Friday, August 7, 2015

Great

Jude's grandmother, Rita White,  whom my boys called "Great," died last night.  She had been in hospice care for a couple of weeks and although it was time, I think, it's still sad to those of us who loved her and were loved by her.

Classy.  Kind.  Caring.  Smart.  Funny.  Spiritual.  Generous.  Wise.  Strong.  And, to the end, as Jude's dad, Jim, said yesterday - Scrappy.  Man, was she scrappy.

Jude and I had struggled with what to tell J.P. and Joe about Great and how she was doing.  Reluctantly, we decided we didn't want J.P. worrying about her every day and night, which would have been the case if we told him she was in hospice care.  Instead, we told him she was in the hospital.  The right decision?  I hope so.

The first or second night she was admitted to hospice care, Great and Jim called us at home.  She talked to each of the boys, who were completely oblivious to the fact that it might be the last time they would talk to her.  Jude and I fought back tears as J.P. paced around the living room, carrying the cellular telephone with him, describing in detail for Great his day at Zoo Camp.  She listened patiently and asked questions, as she always does, or did.  My heart broke a little bit toward the end of the call, when she told the boys "to always be good boys" and that she loved them.  She was telling them goodbye.

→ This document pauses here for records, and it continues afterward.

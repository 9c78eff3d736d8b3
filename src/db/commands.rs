use std::path::PathBuf;

use rusqlite::{params, Connection, OptionalExtension, Row};
use uuid::Uuid;

use super::StoreError;
use crate::models::Job;

const COLUMNS: &str = "id, name, original_path, processed_path, created_at";

impl Job {
    pub fn from_row(r: &Row) -> Result<Self, rusqlite::Error> {
        let id: String = r.get(0)?;
        Ok(Self {
            id: Uuid::parse_str(&id)
                .map_err(|e| rusqlite::Error::FromSqlConversionFailure(0, rusqlite::types::Type::Text, Box::new(e)))?,
            display_name: r.get(1)?,
            original_path: PathBuf::from(r.get::<_, String>(2)?),
            processed_path: PathBuf::from(r.get::<_, String>(3)?),
            created_at: r.get(4)?,
        })
    }
}

fn path_str(path: &std::path::Path) -> Result<&str, StoreError> {
    path.to_str()
        .ok_or_else(|| StoreError::Backend(format!("path is not valid UTF-8: {}", path.display())))
}

pub fn do_save(conn: &mut Connection, job: &Job) -> Result<(), StoreError> {
    let mut stmt = conn.prepare_cached(
        "INSERT INTO songs (id, name, original_path, processed_path, created_at) VALUES (?, ?, ?, ?, ?)",
    )?;
    stmt.execute(params![
        job.id.to_string(),
        job.display_name,
        path_str(&job.original_path)?,
        path_str(&job.processed_path)?,
        job.created_at,
    ])?;
    Ok(())
}

pub fn do_get(conn: &mut Connection, id: Uuid) -> Result<Job, StoreError> {
    let mut stmt = conn.prepare_cached(&format!("SELECT {COLUMNS} FROM songs WHERE id = ?"))?;
    stmt.query_row([id.to_string()], Job::from_row)
        .optional()?
        .ok_or(StoreError::NotFound(id))
}

pub fn do_list(conn: &mut Connection) -> Result<Vec<Job>, StoreError> {
    let mut stmt = conn.prepare_cached(&format!("SELECT {COLUMNS} FROM songs ORDER BY created_at DESC"))?;
    let jobs = stmt
        .query_map([], Job::from_row)?
        .collect::<Result<Vec<_>, _>>()?;
    Ok(jobs)
}

pub fn do_delete(conn: &mut Connection, id: Uuid) -> Result<(), StoreError> {
    let mut stmt = conn.prepare_cached("DELETE FROM songs WHERE id = ?")?;
    match stmt.execute([id.to_string()])? {
        0 => Err(StoreError::NotFound(id)),
        _ => Ok(()),
    }
}

/// Updates and re-reads inside one transaction, so the returned record is
/// what the store holds, not a locally patched copy.
pub fn do_rename(conn: &mut Connection, id: Uuid, name: &str) -> Result<Job, StoreError> {
    let tx = conn.transaction()?;
    let updated = tx.execute("UPDATE songs SET name = ? WHERE id = ?", params![name, id.to_string()])?;
    if updated == 0 {
        return Err(StoreError::NotFound(id));
    }
    let job = tx.query_row(
        &format!("SELECT {COLUMNS} FROM songs WHERE id = ?"),
        [id.to_string()],
        Job::from_row,
    )?;
    tx.commit()?;
    Ok(job)
}
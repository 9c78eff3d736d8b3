use std::fmt;

use thiserror::Error;

/// Why a job did not reach the committed state.
///
/// `Display` is meant for logs and may contain raw engine output.
/// Anything shown to a caller goes through [`JobError::user_message`].
#[derive(Error, Debug)]
pub enum JobError {
    #[error("validation failed: {0}")]
    Validation(String),
    #[error("acquisition failed ({category}): {detail}")]
    Acquisition {
        category: AcquisitionFailure,
        detail: String,
    },
    #[error("processing failed: {0}")]
    Processing(String),
    #[error("commit failed: {0}")]
    Commit(String),
}

impl JobError {
    pub fn acquisition(category: AcquisitionFailure, detail: impl Into<String>) -> Self {
        JobError::Acquisition {
            category,
            detail: detail.into(),
        }
    }

    pub fn user_message(&self) -> String {
        match self {
            JobError::Validation(msg) => msg.clone(),
            JobError::Acquisition { category, .. } => category.user_message().to_string(),
            JobError::Processing(_) => "Failed to process audio".to_string(),
            JobError::Commit(_) => "Failed to save song metadata".to_string(),
        }
    }
}

/// Coarse buckets for a failed acquisition.
#[derive(Debug, Clone, Copy, PartialEq, Eq)]
pub enum AcquisitionFailure {
    Network,
    Restricted,
    NotFound,
    AgeRestricted,
    Ambiguous,
    LocalStorage,
    Unknown,
}

impl AcquisitionFailure {
    /// Buckets raw extractor output by the first matching keyword group.
    pub fn classify(raw: &str) -> Self {
        let raw = raw.to_lowercase();
        let has = |needles: &[&str]| needles.iter().any(|n| raw.contains(n));

        if has(&["network", "connection"]) {
            AcquisitionFailure::Network
        } else if has(&["permission", "forbidden", "http error 403"]) {
            AcquisitionFailure::Restricted
        } else if has(&["not found", "404"]) {
            AcquisitionFailure::NotFound
        } else if has(&["age-restricted", "age restricted", "confirm your age", "login", "sign in"]) {
            AcquisitionFailure::AgeRestricted
        } else {
            AcquisitionFailure::Unknown
        }
    }

    pub fn user_message(self) -> &'static str {
        match self {
            AcquisitionFailure::Network => "Network error: Unable to connect to the remote source",
            AcquisitionFailure::Restricted => "Permission error: Track may be private or restricted",
            AcquisitionFailure::NotFound => "Track not found: Please check the URL",
            AcquisitionFailure::AgeRestricted => "Track is age-restricted or requires login",
            AcquisitionFailure::Ambiguous => "Downloaded file not found",
            AcquisitionFailure::LocalStorage => "Failed to save file",
            AcquisitionFailure::Unknown => "Failed to download track",
        }
    }
}

impl fmt::Display for AcquisitionFailure {
    fn fmt(&self, f: &mut fmt::Formatter<'_>) -> fmt::Result {
        let name = match self {
            AcquisitionFailure::Network => "network",
            AcquisitionFailure::Restricted => "restricted",
            AcquisitionFailure::NotFound => "not-found",
            AcquisitionFailure::AgeRestricted => "age-restricted",
            AcquisitionFailure::Ambiguous => "ambiguous",
            AcquisitionFailure::LocalStorage => "local-storage",
            AcquisitionFailure::Unknown => "unknown",
        };
        f.write_str(name)
    }
}
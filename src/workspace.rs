//! Job-private scratch directories and cross-volume promotion.

use std::io;
use std::path::{Path, PathBuf};

use tokio::fs::{self, File};
use tokio::io::{AsyncRead, AsyncWriteExt};
use tracing::{debug, info, warn};
use uuid::Uuid;

/// The scratch root. Every entry below it belongs to exactly one live job.
#[derive(Debug, Clone)]
pub struct Workspaces {
    root: PathBuf,
}

impl Workspaces {
    pub fn new(root: impl Into<PathBuf>) -> Self {
        Self { root: root.into() }
    }

    pub fn root(&self) -> &Path {
        &self.root
    }

    /// Creates a fresh directory for `job_id`.
    ///
    /// The directory name carries its own random component, so a retried
    /// job never reuses a previous workspace.
    pub async fn allocate(&self, job_id: Uuid) -> io::Result<Workspace> {
        let path = self.root.join(format!("{}-{}", job_id, Uuid::new_v4().simple()));
        fs::create_dir_all(&path).await?;
        debug!(path = %path.display(), "Allocated workspace");
        Ok(Workspace {
            path,
            released: false,
        })
    }

    /// Removes everything under the scratch root.
    ///
    /// Meant for process startup, before any job can own a workspace.
    pub async fn sweep(&self) -> io::Result<usize> {
        fs::create_dir_all(&self.root).await?;
        let mut entries = fs::read_dir(&self.root).await?;
        let mut removed = 0;

        while let Some(entry) = entries.next_entry().await? {
            let path = entry.path();
            let result = if entry.file_type().await?.is_dir() {
                fs::remove_dir_all(&path).await
            } else {
                fs::remove_file(&path).await
            };
            match result {
                Ok(()) => removed += 1,
                Err(e) => warn!(path = %path.display(), "Failed to remove leftover scratch entry: {}", e),
            }
        }

        info!(removed, root = %self.root.display(), "Swept scratch root");
        Ok(removed)
    }
}

/// A job's scratch directory. Removed by [`Workspace::release`], or on drop
/// if the owner never got that far.
#[derive(Debug)]
pub struct Workspace {
    path: PathBuf,
    released: bool,
}

impl Workspace {
    pub fn path(&self) -> &Path {
        &self.path
    }

    pub fn join(&self, rel: impl AsRef<Path>) -> PathBuf {
        self.path.join(rel)
    }

    pub async fn release(mut self) {
        self.released = true;
        match fs::remove_dir_all(&self.path).await {
            Ok(()) => debug!(path = %self.path.display(), "Released workspace"),
            Err(e) if e.kind() == io::ErrorKind::NotFound => {}
            Err(e) => warn!(path = %self.path.display(), "Failed to release workspace: {}", e),
        }
    }
}

impl Drop for Workspace {
    fn drop(&mut self) {
        if self.released {
            return;
        }
        match std::fs::remove_dir_all(&self.path) {
            Ok(()) => debug!(path = %self.path.display(), "Released workspace on drop"),
            Err(e) if e.kind() == io::ErrorKind::NotFound => {}
            Err(e) => warn!(path = %self.path.display(), "Failed to release workspace on drop: {}", e),
        }
    }
}

/// Copies `src` to `dst`, flushed to durable storage.
///
/// Works across volumes where a rename would not. On any failure the
/// destination is removed before the error is returned.
pub async fn promote(src: &Path, dst: &Path) -> io::Result<u64> {
    let source = File::open(src).await?;
    let written = write_durably(source, dst).await?;
    debug!(from = %src.display(), to = %dst.display(), bytes = written, "Promoted file");
    Ok(written)
}

/// Streams `reader` into a new file at `dst`, removing it again on failure.
pub async fn write_durably<R>(mut reader: R, dst: &Path) -> io::Result<u64>
where
    R: AsyncRead + Unpin,
{
    if let Some(parent) = dst.parent() {
        fs::create_dir_all(parent).await?;
    }

    let result = async {
        let mut file = File::create(dst).await?;
        let written = tokio::io::copy(&mut reader, &mut file).await?;
        file.flush().await?;
        file.sync_all().await?;
        Ok::<_, io::Error>(written)
    }
    .await;

    if result.is_err() {
        discard(dst).await;
    }
    result
}

/// Best-effort removal of a file that must not outlive a failed job.
pub async fn discard(path: &Path) {
    match fs::remove_file(path).await {
        Ok(()) => debug!(path = %path.display(), "Discarded file"),
        Err(e) if e.kind() == io::ErrorKind::NotFound => {}
        Err(e) => warn!(path = %path.display(), "Failed to discard file: {}", e),
    }
}

#[cfg(test)]
mod tests {
    use std::pin::Pin;
    use std::task::{Context, Poll};

    use tempfile::TempDir;
    use tokio::io::ReadBuf;

    use super::*;

    /// Yields one chunk, then fails.
    struct BrokenReader {
        sent: bool,
    }

    impl AsyncRead for BrokenReader {
        fn poll_read(
            mut self: Pin<&mut Self>,
            _cx: &mut Context<'_>,
            buf: &mut ReadBuf<'_>,
        ) -> Poll<io::Result<()>> {
            if self.sent {
                Poll::Ready(Err(io::Error::new(io::ErrorKind::BrokenPipe, "disk went away")))
            } else {
                self.sent = true;
                buf.put_slice(&[7u8; 4096]);
                Poll::Ready(Ok(()))
            }
        }
    }

    #[tokio::test]
    async fn allocate_gives_distinct_dirs_for_same_job() {
        let tmp = TempDir::new().unwrap();
        let spaces = Workspaces::new(tmp.path().join("scratch"));
        let id = Uuid::new_v4();

        let a = spaces.allocate(id).await.unwrap();
        let b = spaces.allocate(id).await.unwrap();

        assert_ne!(a.path(), b.path());
        assert!(a.path().is_dir());
        assert!(b.path().starts_with(spaces.root()));
    }

    #[tokio::test]
    async fn release_removes_tree() {
        let tmp = TempDir::new().unwrap();
        let spaces = Workspaces::new(tmp.path());
        let ws = spaces.allocate(Uuid::new_v4()).await.unwrap();
        let path = ws.path().to_path_buf();
        std::fs::create_dir_all(ws.join("stems/track")).unwrap();
        std::fs::write(ws.join("stems/track/drums.wav"), b"x").unwrap();

        ws.release().await;

        assert!(!path.exists());
    }

    #[tokio::test]
    async fn drop_removes_unreleased_workspace() {
        let tmp = TempDir::new().unwrap();
        let spaces = Workspaces::new(tmp.path());
        let path = {
            let ws = spaces.allocate(Uuid::new_v4()).await.unwrap();
            std::fs::write(ws.join("partial.mp3"), b"x").unwrap();
            ws.path().to_path_buf()
        };
        assert!(!path.exists());
    }

    #[tokio::test]
    async fn sweep_empties_scratch_root() {
        let tmp = TempDir::new().unwrap();
        let root = tmp.path().join("temp");
        std::fs::create_dir_all(root.join("old-job/stems")).unwrap();
        std::fs::write(root.join("old-job/stems/vocals.wav"), b"x").unwrap();
        std::fs::create_dir_all(root.join("another")).unwrap();
        std::fs::write(root.join("stray.part"), b"x").unwrap();

        let removed = Workspaces::new(&root).sweep().await.unwrap();

        assert_eq!(removed, 3);
        assert_eq!(std::fs::read_dir(&root).unwrap().count(), 0);
    }

    #[tokio::test]
    async fn sweep_creates_missing_root() {
        let tmp = TempDir::new().unwrap();
        let root = tmp.path().join("missing");
        assert_eq!(Workspaces::new(&root).sweep().await.unwrap(), 0);
        assert!(root.is_dir());
    }

    #[tokio::test]
    async fn promote_copies_bytes() {
        let tmp = TempDir::new().unwrap();
        let src = tmp.path().join("in.mp3");
        let dst = tmp.path().join("uploads/out.mp3");
        std::fs::write(&src, b"ID3 audio").unwrap();

        let written = promote(&src, &dst).await.unwrap();

        assert_eq!(written, 9);
        assert_eq!(std::fs::read(&dst).unwrap(), b"ID3 audio");
        assert!(src.exists());
    }

    #[tokio::test]
    async fn failed_write_leaves_no_destination() {
        let tmp = TempDir::new().unwrap();
        let dst = tmp.path().join("processed/out.mp3");

        let err = write_durably(BrokenReader { sent: false }, &dst).await.unwrap_err();

        assert_eq!(err.kind(), io::ErrorKind::BrokenPipe);
        assert!(!dst.exists());
    }

    #[tokio::test]
    async fn promote_missing_source_creates_nothing() {
        let tmp = TempDir::new().unwrap();
        let dst = tmp.path().join("out.mp3");
        assert!(promote(&tmp.path().join("nope.mp3"), &dst).await.is_err());
        assert!(!dst.exists());
    }
}
use std::path::Path;

use async_trait::async_trait;
use tokio::process::Command;

use super::{run_command, CommandError, Separator};

pub const DEFAULT_MODEL: &str = "spleeter:5stems-16kHz";

/// Runs `spleeter separate`, which writes `<output_dir>/<input stem>/<stem>.wav`.
#[derive(Debug, Clone)]
pub struct SpleeterSeparator {
    program: String,
    model: String,
}

impl SpleeterSeparator {
    pub fn new(program: impl Into<String>, model: impl Into<String>) -> Self {
        Self {
            program: program.into(),
            model: model.into(),
        }
    }

    fn command(&self, input: &Path, output_dir: &Path) -> Command {
        let mut cmd = Command::new(&self.program);
        cmd.arg("separate")
            .arg("-p")
            .arg(&self.model)
            .arg("-o")
            .arg(output_dir)
            .arg(input);
        cmd
    }
}

impl Default for SpleeterSeparator {
    fn default() -> Self {
        Self::new("spleeter", DEFAULT_MODEL)
    }
}

#[async_trait]
impl Separator for SpleeterSeparator {
    async fn separate(&self, input: &Path, output_dir: &Path) -> Result<(), CommandError> {
        run_command(&self.program, self.command(input, output_dir)).await?;
        Ok(())
    }
}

Fortunately, Jude and J.P. were able to stop by and see Great before we left for the beach.  That was a relief to Jude, I know, and something I think J.P. will appreciate as he gets older.  Last night, on the way home from work, Jude stopped by to see Great.  I think God had a hand in that, as we later learned Great died about 15 minutes after Jude left.

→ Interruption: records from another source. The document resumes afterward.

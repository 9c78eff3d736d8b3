//! Record management on top of a [`MetadataStore`].

use std::io;
use std::path::{Path, PathBuf};
use std::sync::Arc;

use thiserror::Error;
use tracing::{debug, info, warn};
use uuid::Uuid;

use crate::db::{MetadataStore, StoreError};
use crate::models::{sanitize_name, Job};
use crate::workspace;

/// Missing files are reported and skipped; the record still goes.
async fn remove_artifact(id: Uuid, path: &Path) {
    match tokio::fs::remove_file(path).await {
        Ok(()) => debug!(%id, path = %path.display(), "Removed artifact"),
        Err(e) if e.kind() == io::ErrorKind::NotFound => {
            warn!(%id, path = %path.display(), "Artifact already missing")
        }
        Err(e) => warn!(%id, path = %path.display(), "Failed to remove artifact: {}", e),
    }
}

#[derive(Error, Debug)]
pub enum LibraryError {
    #[error("invalid name")]
    InvalidName,
    #[error(transparent)]
    Store(#[from] StoreError),
    #[error("export failed: {0}")]
    Export(#[from] io::Error),
}

#[derive(Debug, Clone, Copy, PartialEq, Eq)]
pub enum Variant {
    Original,
    Processed,
}

impl Variant {
    fn path(self, job: &Job) -> &Path {
        match self {
            Variant::Original => &job.original_path,
            Variant::Processed => &job.processed_path,
        }
    }
}

/// Suggested file name when exporting one of a job's artifacts.
pub fn download_name(job: &Job, variant: Variant, excluded_stem: &str) -> String {
    let extension = variant
        .path(job)
        .extension()
        .and_then(|e| e.to_str())
        .unwrap_or("mp3");
    match variant {
        Variant::Original => format!("{}_original.{extension}", job.display_name),
        Variant::Processed => format!("{}_no_{excluded_stem}.{extension}", job.display_name),
    }
}

pub struct Library {
    store: Arc<dyn MetadataStore>,
    excluded_stem: String,
}

impl Library {
    pub fn new(store: Arc<dyn MetadataStore>, excluded_stem: impl Into<String>) -> Self {
        Self {
            store,
            excluded_stem: excluded_stem.into(),
        }
    }

    pub async fn list(&self) -> Result<Vec<Job>, LibraryError> {
        Ok(self.store.list_all().await?)
    }

    pub async fn show(&self, id: Uuid) -> Result<Job, LibraryError> {
        Ok(self.store.get(id).await?)
    }

    /// Concurrent renames resolve as last writer wins.
    pub async fn rename(&self, id: Uuid, name: &str) -> Result<Job, LibraryError> {
        let name = sanitize_name(name);
        if name.is_empty() {
            return Err(LibraryError::InvalidName);
        }
        let job = self.store.rename(id, &name).await?;
        info!(%id, name = %job.display_name, "Renamed job");
        Ok(job)
    }

    /// Removes both artifact files, then the record.
    pub async fn delete(&self, id: Uuid) -> Result<(), LibraryError> {
        let job = self.store.get(id).await?;
        remove_artifact(id, &job.original_path).await;
        remove_artifact(id, &job.processed_path).await;
        self.store.delete(id).await?;
        info!(%id, "Deleted job");
        Ok(())
    }

    /// Copies one artifact into `dest_dir` under its suggested name.
    pub async fn export(&self, id: Uuid, variant: Variant, dest_dir: &Path) -> Result<PathBuf, LibraryError> {
        let job = self.store.get(id).await?;
        let dest = dest_dir.join(download_name(&job, variant, &self.excluded_stem));
        workspace::promote(variant.path(&job), &dest).await?;
        info!(%id, dest = %dest.display(), "Exported artifact");
        Ok(dest)
    }
}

Last night, at bedtime, Jude told the boys Great had died.  J.P. took it really hard, as we knew he would.  He yelled "what!?!" with a confused look on his face, then dissolved into tears as Jude hugged him.  There's no blueprint for helping your child through the death of someone he loves, especially  the first time it happens.  We tried to comfort him as best we could and let him know that it's okay to be sad.  We also let him know that if he had questions or wanted to talk about it, we are here for him.  He tends to internalize things, but I hope he will open up to us about Great's death in the coming days and weeks.

When J.P. was born, I kidded Great and told her I had arranged for nicknames for all of the ladies on Jude's side of the family.  Jane (Jude's mother) would be "Big Momma" and Rita (who was called Grandmother up to that point) would be called "Great Big Momma."  I kept up with that for a bit, until finally, Great looked at me somewhat sternly and said, you will not teach J.P. to call me "Great Big Momma."  Message received and soon thereafter, the nickname "Great" was born, which she seemed to enjoy.

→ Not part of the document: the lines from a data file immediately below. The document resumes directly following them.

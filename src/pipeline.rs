//! One job, end to end: acquire, process, commit, or roll back.

use std::fmt;
use std::path::{Path, PathBuf};
use std::sync::Arc;

use chrono::Utc;
use tracing::{error, info, info_span, warn, Instrument};
use uuid::Uuid;

use crate::acquire::{Acquired, Resolver};
use crate::db::MetadataStore;
use crate::error::{AcquisitionFailure, JobError};
use crate::models::{Job, JobSource};
use crate::stems::StemStage;
use crate::workspace::{self, Workspace, Workspaces};

#[derive(Debug, Clone, Copy, PartialEq, Eq)]
pub enum JobState {
    Created,
    Acquiring,
    Processing,
    Committing,
    Done,
    Failed,
}

impl fmt::Display for JobState {
    fn fmt(&self, f: &mut fmt::Formatter<'_>) -> fmt::Result {
        let name = match self {
            JobState::Created => "created",
            JobState::Acquiring => "acquiring",
            JobState::Processing => "processing",
            JobState::Committing => "committing",
            JobState::Done => "done",
            JobState::Failed => "failed",
        };
        f.write_str(name)
    }
}

/// Permanent homes for committed artifacts.
#[derive(Debug, Clone)]
pub struct Layout {
    pub uploads_dir: PathBuf,
    pub processed_dir: PathBuf,
}

impl Layout {
    pub fn original_path(&self, id: Uuid, extension: &str) -> PathBuf {
        self.uploads_dir.join(format!("{id}.{extension}"))
    }

    pub fn processed_path(&self, id: Uuid, extension: &str) -> PathBuf {
        self.processed_dir.join(format!("{id}.{extension}"))
    }
}

pub struct Pipeline {
    resolver: Resolver,
    stage: StemStage,
    workspaces: Workspaces,
    layout: Layout,
    store: Arc<dyn MetadataStore>,
}

impl Pipeline {
    pub fn new(
        resolver: Resolver,
        stage: StemStage,
        workspaces: Workspaces,
        layout: Layout,
        store: Arc<dyn MetadataStore>,
    ) -> Self {
        Self {
            resolver,
            stage,
            workspaces,
            layout,
            store,
        }
    }

    pub fn store(&self) -> &Arc<dyn MetadataStore> {
        &self.store
    }

    /// Runs one job to `Done` or `Failed`.
    ///
    /// On success both artifacts exist and the record is saved. On failure
    /// nothing produced for the job is left behind. Either way the job's
    /// workspace is gone by the time this returns.
    pub async fn run(&self, source: JobSource) -> Result<Job, JobError> {
        let id = Uuid::new_v4();
        let span = info_span!("job", %id, source = source.kind());

        async move {
            info!(state = %JobState::Created, "Job accepted");
            let result = self.execute(id, source).await;
            match &result {
                Ok(job) => info!(state = %JobState::Done, name = %job.display_name, "Job committed"),
                Err(e) => error!(state = %JobState::Failed, "Job failed: {}", e),
            }
            result
        }
        .instrument(span)
        .await
    }

    async fn execute(&self, id: Uuid, source: JobSource) -> Result<Job, JobError> {
        match &source {
            JobSource::Upload { filename, .. } => self.resolver.validate_upload(filename)?,
            JobSource::Remote { url } => self.resolver.validate_url(url)?,
        }

        let workspace = self
            .workspaces
            .allocate(id)
            .await
            .map_err(|e| JobError::acquisition(AcquisitionFailure::LocalStorage, e.to_string()))?;

        let result = self.stages(id, source, &workspace).await;
        workspace.release().await;
        result
    }

    async fn stages(&self, id: Uuid, source: JobSource, workspace: &Workspace) -> Result<Job, JobError> {
        info!(state = %JobState::Acquiring, "Acquiring audio");
        let acquired = match source {
            JobSource::Upload { filename, body } => {
                self.resolver.stage_upload(&filename, body, workspace).await?
            }
            JobSource::Remote { url } => self.resolver.fetch_remote(&url, workspace).await?,
        };

        info!(state = %JobState::Processing, "Processing audio");
        let extension = self.resolver.audio_extension();
        let processed = workspace.join(format!("processed.{extension}"));
        self.stage.run(&acquired.path, &processed, workspace).await?;

        info!(state = %JobState::Committing, "Committing artifacts");
        self.commit(id, acquired, &processed).await
    }

    async fn commit(&self, id: Uuid, acquired: Acquired, processed: &Path) -> Result<Job, JobError> {
        let extension = self.resolver.audio_extension();
        let original_path = self.layout.original_path(id, extension);
        let processed_path = self.layout.processed_path(id, extension);

        workspace::promote(&acquired.path, &original_path)
            .await
            .map_err(|e| JobError::Commit(format!("promoting original: {e}")))?;

        if let Err(e) = workspace::promote(processed, &processed_path).await {
            workspace::discard(&original_path).await;
            return Err(JobError::Commit(format!("promoting processed file: {e}")));
        }

        let job = Job {
            id,
            display_name: acquired.display_name,
            original_path,
            processed_path,
            created_at: Utc::now(),
        };

        if let Err(e) = self.store.save(&job).await {
            warn!("Saving record failed, removing promoted files");
            workspace::discard(&job.original_path).await;
            workspace::discard(&job.processed_path).await;
            return Err(JobError::Commit(format!("saving record: {e}")));
        }

        Ok(job)
    }
}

As a father, part of what I loved the most about Great was watching her interact with J.P. and Joe.  There was no invisible wall of reserve or decorum between them, as there sometimes is between grandparents and grandchildren.  From day one, she hugged them, kissed them and doted on them.  And they loved her with all of their little, growing hearts.  It was a joy to see.

On a personal note, Great accepted me into the family without reservation, from the first time I met her at her house in Bellevue on Easter weekend 17 or 18 years ago.  I'll never forget that,  because I think in some ways she set and example for others to follows.  Over the years, we kidded each other and I grew to love our interactions, as she quickly responded to something I said in jest, with an ever present twinkle in her eye and a sly smile on her face.

As I told J.P. last night, if ever there was a life well lived - a full life - it was Great's life.  She raised five amazing children, served as a role model to grandchildren (and their spouses) and great grandchildren and in her quiet way, I think, reminded all of us of the importance of family.